# [Task description]
Two lines in the data below mark the range: the one with "#[derive(Debug, Clone, Default, PartialEq, Eq)]" and the one with "let path = path.into();". Return both, along with every line between them, exactly.

# [Records]
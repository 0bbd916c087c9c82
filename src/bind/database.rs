// Installer database table store
//
//  Copyright (C) 2024 wixrs contributors.
//
//  This file is part of wixrs.
//
//  This program is free software: you can redistribute it and/or modify
//  it under the terms of the GNU General Public License as published by
//  the Free Software Foundation, either version 3 of the License, or
//  (at your option) any later version.
//
//  This program is distributed in the hope that it will be useful,
//  but WITHOUT ANY WARRANTY; without even the implied warranty of
//  MERCHANTABILITY or FITNESS FOR A PARTICULAR PURPOSE.  See the
//  GNU General Public License for more details.
//
//  You should have received a copy of the GNU General Public License
//  along with this program.  If not, see <http://www.gnu.org/licenses/>.

//! Transactional storage of installer database tables.
//!
//! The native installer database is an external collaborator;
//!   the binder needs only to import rows,
//!     query them back,
//!     and commit the result.
//! [`ArchiveTableStore`] provides those operations over a portable XML
//!   archive:
//!
//! ```xml
//! <wixDatabase xmlns="http://wixtoolset.org/schemas/v4/wixdb" codepage="1252">
//!   <table name="Property">
//!     <column name="Property" />
//!     <column name="Value" />
//!     <row><f>Manufacturer</f><f>Acme</f></row>
//!   </table>
//! </wixDatabase>
//! ```
//!
//! A `f` element without text is a null field.
//! Installer databases make no distinction between null and the empty
//!   string,
//!     and neither does the store.

use crate::global::DATABASE_NAMESPACE;
use crate::schema::SymbolDefinition;
use quick_xml::events::{BytesDecl, BytesEnd, BytesStart, BytesText, Event};
use quick_xml::Writer as XmlWriter;
use std::collections::BTreeMap;
use std::fs;
use std::io::{self, Write};
use std::path::{Path, PathBuf};
use thiserror::Error;

/// Values of a single row,
///   in column order.
pub type Row = Vec<Option<String>>;

#[derive(Debug, Clone, Default, PartialEq, Eq)]
pub struct Table {
    columns: Vec<String>,
    rows: Vec<Row>,
}

impl Table {
    pub fn new(columns: Vec<String>) -> Self {
        Self {
            columns,
            rows: Vec::new(),
        }
    }

    pub fn columns(&self) -> &[String] {
        &self.columns
    }

    pub fn rows(&self) -> &[Row] {
        &self.rows
    }

    /// Value of the named column of `row`.
    pub fn value<'a>(&self, row: &'a Row, column: &str) -> Option<&'a str> {
        let index = self.columns.iter().position(|c| c == column)?;
        row.get(index)?.as_deref()
    }
}

#[derive(Debug, Error)]
pub enum StoreError {
    #[error(transparent)]
    Io(#[from] io::Error),

    #[error("XML error: {0}")]
    Xml(#[from] quick_xml::Error),

    #[error("malformed database: {0}")]
    Malformed(String),

    #[error("row of table `{table}` has {found} value(s) but {expected} column(s)")]
    Arity {
        table: String,
        expected: usize,
        found: usize,
    },

    #[error("table `{table}` is already defined with different columns")]
    ColumnMismatch { table: String },
}

/// Storage supporting import, query and commit of tables.
pub trait TableStore {
    /// Append `rows` to the table described by `def`,
    ///   creating it if necessary.
    fn import(&mut self, def: &SymbolDefinition, rows: Vec<Row>) -> Result<(), StoreError>;

    fn query(&self, table: &str) -> Option<&Table>;

    /// Make all imported rows durable.
    fn commit(&mut self) -> Result<(), StoreError>;
}

/// Table store persisted as an XML archive.
///
/// Nothing is written until [`TableStore::commit`],
///   which replaces the archive atomically.
#[derive(Debug)]
pub struct ArchiveTableStore {
    path: PathBuf,
    codepage: Option<u32>,
    tables: BTreeMap<String, Table>,
}

impl ArchiveTableStore {
    /// A new empty store to be committed to `path`.
    pub fn create<P: Into<PathBuf>>(path: P, codepage: Option<u32>) -> Self {
        Self {
            path: path.into(),
            codepage,
            tables: BTreeMap::new(),
        }
    }

    /// Open an existing archive.
    pub fn open<P: Into<PathBuf>>(path: P) -> Result<Self, StoreError> {
        let path = path.into();
        let src = fs::read_to_string(&path)?;

        let (codepage, tables) = read_archive(&src)?;

        Ok(Self {
            path,
            codepage,
            tables,
        })
    }

    pub fn path(&self) -> &Path {
        &self.path
    }

    pub fn codepage(&self) -> Option<u32> {
        self.codepage
    }

    pub fn tables(&self) -> impl Iterator<Item = (&str, &Table)> {
        self.tables.iter().map(|(name, table)| (name.as_str(), table))
    }
}

impl TableStore for ArchiveTableStore {
    fn import(&mut self, def: &SymbolDefinition, rows: Vec<Row>) -> Result<(), StoreError> {
        let columns = def.column_names().map(String::from).collect::<Vec<_>>();

        if let Some(row) = rows.iter().find(|row| row.len() != columns.len()) {
            return Err(StoreError::Arity {
                table: def.name().into(),
                expected: columns.len(),
                found: row.len(),
            });
        }

        let table = self
            .tables
            .entry(def.name().into())
            .or_insert_with(|| Table::new(columns.clone()));

        if table.columns != columns {
            return Err(StoreError::ColumnMismatch {
                table: def.name().into(),
            });
        }

        table.rows.extend(rows.into_iter().map(|row| {
            row.into_iter()
                .map(|value| value.filter(|v| !v.is_empty()))
                .collect()
        }));

        Ok(())
    }

    fn query(&self, table: &str) -> Option<&Table> {
        self.tables.get(table)
    }

    fn commit(&mut self) -> Result<(), StoreError> {
        tracing::debug!(
            path = %self.path.display(),
            tables = self.tables.len(),
            "committing database"
        );

        crate::fs::persist_atomic(&self.path, |dest| {
            ArchiveWriter::new(dest).write(self.codepage, &self.tables)
        })
    }
}

type Result<T = (), E = StoreError> = std::result::Result<T, E>;

struct ArchiveWriter<W: Write> {
    writer: XmlWriter<W>,
}

impl<W: Write> ArchiveWriter<W> {
    fn new(write: W) -> Self {
        Self {
            writer: XmlWriter::new_with_indent(write, b' ', 2),
        }
    }

    fn write(&mut self, codepage: Option<u32>, tables: &BTreeMap<String, Table>) -> Result {
        self.writer
            .write_event(Event::Decl(BytesDecl::new("1.0", Some("utf-8"), None)))?;

        let codepage = codepage.map(|c| c.to_string());
        let mut attrs = vec![("xmlns", DATABASE_NAMESPACE)];
        attrs.extend(codepage.as_deref().map(|c| ("codepage", c)));

        self.write_element("wixDatabase", &attrs, |writer| {
            for (name, table) in tables {
                writer.write_table(name, table)?;
            }

            Ok(())
        })?;

        self.writer.get_mut().flush()?;
        Ok(())
    }

    fn write_table(&mut self, name: &str, table: &Table) -> Result {
        self.write_element("table", &[("name", name)], |writer| {
            for column in &table.columns {
                writer.write_text_element("column", &[("name", column)], "")?;
            }

            for row in &table.rows {
                writer.write_element("row", &[], |writer| {
                    row.iter().try_for_each(|value| {
                        writer.write_text_element("f", &[], value.as_deref().unwrap_or_default())
                    })
                })?;
            }

            Ok(())
        })
    }

    fn write_element<F>(&mut self, name: &str, attrs: &[(&str, &str)], callback: F) -> Result
    where
        F: FnOnce(&mut Self) -> Result,
    {
        let mut start = BytesStart::new(name);
        start.extend_attributes(attrs.iter().copied());

        self.writer.write_event(Event::Start(start))?;
        callback(self)?;
        self.writer.write_event(Event::End(BytesEnd::new(name)))?;

        Ok(())
    }

    fn write_text_element(&mut self, name: &str, attrs: &[(&str, &str)], text: &str) -> Result {
        let mut start = BytesStart::new(name);
        start.extend_attributes(attrs.iter().copied());

        if text.is_empty() {
            self.writer.write_event(Event::Empty(start))?;
        } else {
            self.writer.write_event(Event::Start(start))?;
            self.writer.write_event(Event::Text(BytesText::new(text)))?;
            self.writer.write_event(Event::End(BytesEnd::new(name)))?;
        }

        Ok(())
    }
}

fn malformed<S: Into<String>>(reason: S) -> StoreError {
    StoreError::Malformed(reason.into())
}

fn read_archive(src: &str) -> Result<(Option<u32>, BTreeMap<String, Table>)> {
    let doc = roxmltree::Document::parse(src).map_err(|e| malformed(e.to_string()))?;
    let root = doc.root_element();

    if root.tag_name().name() != "wixDatabase"
        || root.tag_name().namespace() != Some(DATABASE_NAMESPACE)
    {
        return Err(malformed(format!(
            "unexpected root element `{}`",
            root.tag_name().name()
        )));
    }

    let codepage = root
        .attribute("codepage")
        .map(|c| {
            c.parse::<u32>()
                .map_err(|_| malformed(format!("invalid codepage `{c}`")))
        })
        .transpose()?;

    let mut tables = BTreeMap::new();

    for node in root.children().filter(|n| n.has_tag_name("table")) {
        let name = node
            .attribute("name")
            .ok_or_else(|| malformed("table without a name"))?;

        let mut table = Table::default();

        for child in node.children().filter(roxmltree::Node::is_element) {
            match child.tag_name().name() {
                "column" => table.columns.push(
                    child
                        .attribute("name")
                        .ok_or_else(|| malformed(format!("unnamed column in `{name}`")))?
                        .into(),
                ),
                "row" => {
                    let row = child
                        .children()
                        .filter(|f| f.has_tag_name("f"))
                        .map(|f| f.text().filter(|t| !t.is_empty()).map(String::from))
                        .collect::<Row>();

                    if row.len() != table.columns.len() {
                        return Err(StoreError::Arity {
                            table: name.into(),
                            expected: table.columns.len(),
                            found: row.len(),
                        });
                    }

                    table.rows.push(row);
                }
                other => {
                    return Err(malformed(format!("unexpected element `{other}` in `{name}`")))
                }
            }
        }

        tables.insert(name.to_string(), table);
    }

    Ok((codepage, tables))
}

# [Task response]
#[derive(Debug, Clone, Default, PartialEq, Eq)]
pub struct Table {
    columns: Vec<String>,
    rows: Vec<Row>,
}

impl Table {
    pub fn new(columns: Vec<String>) -> Self {
        Self {
            columns,
            rows: Vec::new(),
        }
    }

    pub fn columns(&self) -> &[String] {
        &self.columns
    }

    pub fn rows(&self) -> &[Row] {
        &self.rows
    }

    /// Value of the named column of `row`.
    pub fn value<'a>(&self, row: &'a Row, column: &str) -> Option<&'a str> {
        let index = self.columns.iter().position(|c| c == column)?;
        row.get(index)?.as_deref()
    }
}

#[derive(Debug, Error)]
pub enum StoreError {
    #[error(transparent)]
    Io(#[from] io::Error),

    #[error("XML error: {0}")]
    Xml(#[from] quick_xml::Error),

    #[error("malformed database: {0}")]
    Malformed(String),

    #[error("row of table `{table}` has {found} value(s) but {expected} column(s)")]
    Arity {
        table: String,
        expected: usize,
        found: usize,
    },

    #[error("table `{table}` is already defined with different columns")]
    ColumnMismatch { table: String },
}

/// Storage supporting import, query and commit of tables.
pub trait TableStore {
    /// Append `rows` to the table described by `def`,
    ///   creating it if necessary.
    fn import(&mut self, def: &SymbolDefinition, rows: Vec<Row>) -> Result<(), StoreError>;

    fn query(&self, table: &str) -> Option<&Table>;

    /// Make all imported rows durable.
    fn commit(&mut self) -> Result<(), StoreError>;
}

/// Table store persisted as an XML archive.
///
/// Nothing is written until [`TableStore::commit`],
///   which replaces the archive atomically.
#[derive(Debug)]
pub struct ArchiveTableStore {
    path: PathBuf,
    codepage: Option<u32>,
    tables: BTreeMap<String, Table>,
}

impl ArchiveTableStore {
    /// A new empty store to be committed to `path`.
    pub fn create<P: Into<PathBuf>>(path: P, codepage: Option<u32>) -> Self {
        Self {
            path: path.into(),
            codepage,
            tables: BTreeMap::new(),
        }
    }

    /// Open an existing archive.
    pub fn open<P: Into<PathBuf>>(path: P) -> Result<Self, StoreError> {
        let path = path.into();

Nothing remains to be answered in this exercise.